В итоге мы сейчас формируем центр компетенций в области промышленного дизайна. Он должен стать инструментом формирования квалифицированного спроса на услуги в этой сфере со стороны компаний Ростеха.

С мая по июль мы совместно с ВНИИТЭ провели конкурс «Дизайн для российских технологий». Он стал первым шагом на пути формирования современной школы промышленного дизайна в стране. В конкурсе приняли участие более 150 команд. В ходе работы над дизайном они не просто разрабатывали внешний вид гаджетов, но четко коррелировали его с идеологией продукта, органичностью его существования в контекстной среде, брендированностью продукта, интерфейсом и оптимальными каналами продвижения. Мы планируем продолжить эту практику.

— Недавно вы презентовали президенту Владимиру Путину проект «Октава» в Туле и тогда еще прокомментировали, что ради таких проектов стоит жить. Почему он такой значимый?

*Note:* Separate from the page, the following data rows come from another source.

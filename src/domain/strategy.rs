//! Strategy configuration and the state carried between hook calls.

use crate::domain::factor::FactorSpec;
use crate::domain::scoring::{FactorFailurePolicy, ScoreTable};
use crate::domain::trend_filter::TrendFilter;
use chrono::NaiveDate;
use std::str::FromStr;

pub const DEFAULT_TOP_N: usize = 10;
pub const DEFAULT_REFRESH_TRADING_DAY: u32 = 4;
pub const DEFAULT_FACTOR_LOOKBACK: usize = 10;
pub const DEFAULT_SHORT_WINDOW: usize = 12;
pub const DEFAULT_LONG_WINDOW: usize = 26;
pub const DEFAULT_OBSERVATION: usize = 50;

/// Factors where a higher value is better.
pub const DEFAULT_FACTORS_UP: [&str; 3] = [
    "basic_earnings_per_share",
    "return_on_invested_capital_lyr",
    "return_on_equity_lyr",
];

/// Factors where a lower value is better.
pub const DEFAULT_FACTORS_DOWN: [&str; 3] =
    ["market_cap", "debt_to_asset_ratio_lyr", "pb_ratio_lyr"];

pub fn default_factors() -> Vec<FactorSpec> {
    DEFAULT_FACTORS_UP
        .iter()
        .map(|name| FactorSpec::up(name))
        .chain(DEFAULT_FACTORS_DOWN.iter().map(|name| FactorSpec::down(name)))
        .collect()
}

/// How the daily hook moves toward the candidate set.
#[derive(Debug, Clone, Copy, PartialEq)]
pub enum StrategyVariant {
    /// Exit non-candidates, equal-weight every candidate.
    Simple,
    /// Gate exits and entries with the moving-average trend filter.
    TrendFiltered {
        filter: TrendFilter,
        observation: usize,
    },
}

impl StrategyVariant {
    pub fn name(&self) -> &'static str {
        match self {
            StrategyVariant::Simple => "simple",
            StrategyVariant::TrendFiltered { .. } => "trend",
        }
    }
}

/// What the daily hook does when the candidate set is empty.
#[derive(Debug, Clone, Copy, PartialEq, Eq, Default)]
pub enum EmptyCandidatePolicy {
    #[default]
    Hold,
    Liquidate,
}

impl FromStr for EmptyCandidatePolicy {
    type Err = String;

    fn from_str(s: &str) -> Result<Self, Self::Err> {
        match s.trim().to_lowercase().as_str() {
            "hold" => Ok(EmptyCandidatePolicy::Hold),
            "liquidate" => Ok(EmptyCandidatePolicy::Liquidate),
            other => Err(format!("unknown empty candidate policy '{}'", other)),
        }
    }
}

#[derive(Debug, Clone, PartialEq)]
pub struct StrategyConfig {
    pub name: String,
    pub index_id: String,
    pub factors: Vec<FactorSpec>,
    pub top_n: usize,
    pub factor_lookback: usize,
    pub refresh_trading_day: u32,
    /// Calendar day of month the daily hook trades on; every day if `None`.
    pub rebalance_day: Option<u32>,
    pub variant: StrategyVariant,
    pub factor_failure: FactorFailurePolicy,
    pub empty_candidates: EmptyCandidatePolicy,
    pub initial_candidates: Vec<String>,
}

impl StrategyConfig {
    pub fn new(index_id: &str, variant: StrategyVariant) -> Self {
        StrategyConfig {
            name: "Multi-factor".to_string(),
            index_id: index_id.to_string(),
            factors: default_factors(),
            top_n: DEFAULT_TOP_N,
            factor_lookback: DEFAULT_FACTOR_LOOKBACK,
            refresh_trading_day: DEFAULT_REFRESH_TRADING_DAY,
            rebalance_day: None,
            variant,
            factor_failure: FactorFailurePolicy::default(),
            empty_candidates: EmptyCandidatePolicy::default(),
            initial_candidates: Vec::new(),
        }
    }
}

/// State shared by the refresh and rebalance hooks.
#[derive(Debug, Clone, Default, PartialEq)]
pub struct StrategyState {
    pub universe: Vec<String>,
    pub candidates: Vec<String>,
    pub scores: ScoreTable,
    pub last_refresh: Option<NaiveDate>,
}

impl StrategyState {
    pub fn new(config: &StrategyConfig) -> Self {
        StrategyState {
            candidates: config.initial_candidates.clone(),
            ..StrategyState::default()
        }
    }

    pub fn is_candidate(&self, code: &str) -> bool {
        self.candidates.iter().any(|c| c == code)
    }

    /// Equal weight per candidate, or `None` when there are no candidates.
    pub fn candidate_weight(&self) -> Option<f64> {
        if self.candidates.is_empty() {
            None
        } else {
            Some(1.0 / self.candidates.len() as f64)
        }
    }
}

#[cfg(test)]
mod tests {
    use super::*;
    use crate::domain::factor::FactorDirection;

    #[test]
    fn default_catalogue_has_three_each_way() {
        let factors = default_factors();
        assert_eq!(factors.len(), 6);
        let ups = factors
            .iter()
            .filter(|f| f.direction == FactorDirection::Up)
            .count();
        assert_eq!(ups, 3);
        assert_eq!(factors[0].name, "basic_earnings_per_share");
        assert_eq!(factors[3].name, "market_cap");
        assert_eq!(factors[3].direction, FactorDirection::Down);
    }

    #[test]
    fn config_defaults() {
        let config = StrategyConfig::new("000300.XSHG", StrategyVariant::Simple);
        assert_eq!(config.top_n, 10);
        assert_eq!(config.refresh_trading_day, 4);
        assert_eq!(config.factor_lookback, 10);
        assert_eq!(config.rebalance_day, None);
        assert_eq!(config.variant.name(), "simple");
        assert_eq!(config.empty_candidates, EmptyCandidatePolicy::Hold);
    }

    #[test]
    fn state_starts_with_initial_candidates() {
        let mut config = StrategyConfig::new("IDX", StrategyVariant::Simple);
        config.initial_candidates = vec!["300122.XSHE".to_string()];
        let state = StrategyState::new(&config);
        assert!(state.is_candidate("300122.XSHE"));
        assert_eq!(state.candidate_weight(), Some(1.0));
        assert!(state.last_refresh.is_none());
    }

    #[test]
    fn candidate_weight_empty() {
        let state = StrategyState::default();
        assert_eq!(state.candidate_weight(), None);
    }

    #[test]
    fn candidate_weight_is_equal_split() {
        let state = StrategyState {
            candidates: vec!["A".into(), "B".into(), "C".into(), "D".into()],
            ..StrategyState::default()
        };
        assert_eq!(state.candidate_weight(), Some(0.25));
    }

    #[test]
    fn empty_policy_parses() {
        assert_eq!(
            "Liquidate".parse::<EmptyCandidatePolicy>(),
            Ok(EmptyCandidatePolicy::Liquidate)
        );
        assert!("panic".parse::<EmptyCandidatePolicy>().is_err());
    }
}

— Объясню. Во-первых, из-за комплексности подхода. Это редкий проект, который несет в себе образовательные цели, при этом решая урбанистическую задачу оживления центра Тулы. Мы рассчитываем на то, что он, ко всему прочему, станет привлекательным местом не только для местных жителей, но и для туристов за счет музея станков. В системе Ростеха работает порядка 500 тыс. человек рабочих и инженерных специальностей, в целом в промышленности – до 7 млн человек. Нам кажется, что крайне важным сегодня является воссоздание класса рабочей интеллигенции в стране, ведь сейчас хороший рабочий, умеющий работать на сложном оборудовании, на вес золота. Добавленная стоимость такого человека подчас выше, чем у менеджера или юриста.

Также уникальной по сегодняшним временам особенностью проекта является то, что он реализуется на привлеченные частные средства. Михаил Шелков, который выступает партнером и драйвером данного проекта, очень точно заметил, что мы не просто делаем высшую техническую школу, музей, коворкинг, гостиницу. Мы создаем точку силы, к которой потянутся жители города, области.

Именно поэтому мы выступили инициаторами создания индустриально-креативного кластера на базе завода «Октава» в Туле совместно с Тульской областью и частным инвестором. Недавно во время визита в Тулу я представил проект Владимиру Путину. Он сказал: «Отличный проект, у вас все получится» – и похлопал по плечу. Его поддержка и одобрение говорят о том, что такие проекты сегодня нужны не только Ростеху, но и многим регионам, в конечном итоге – всей стране.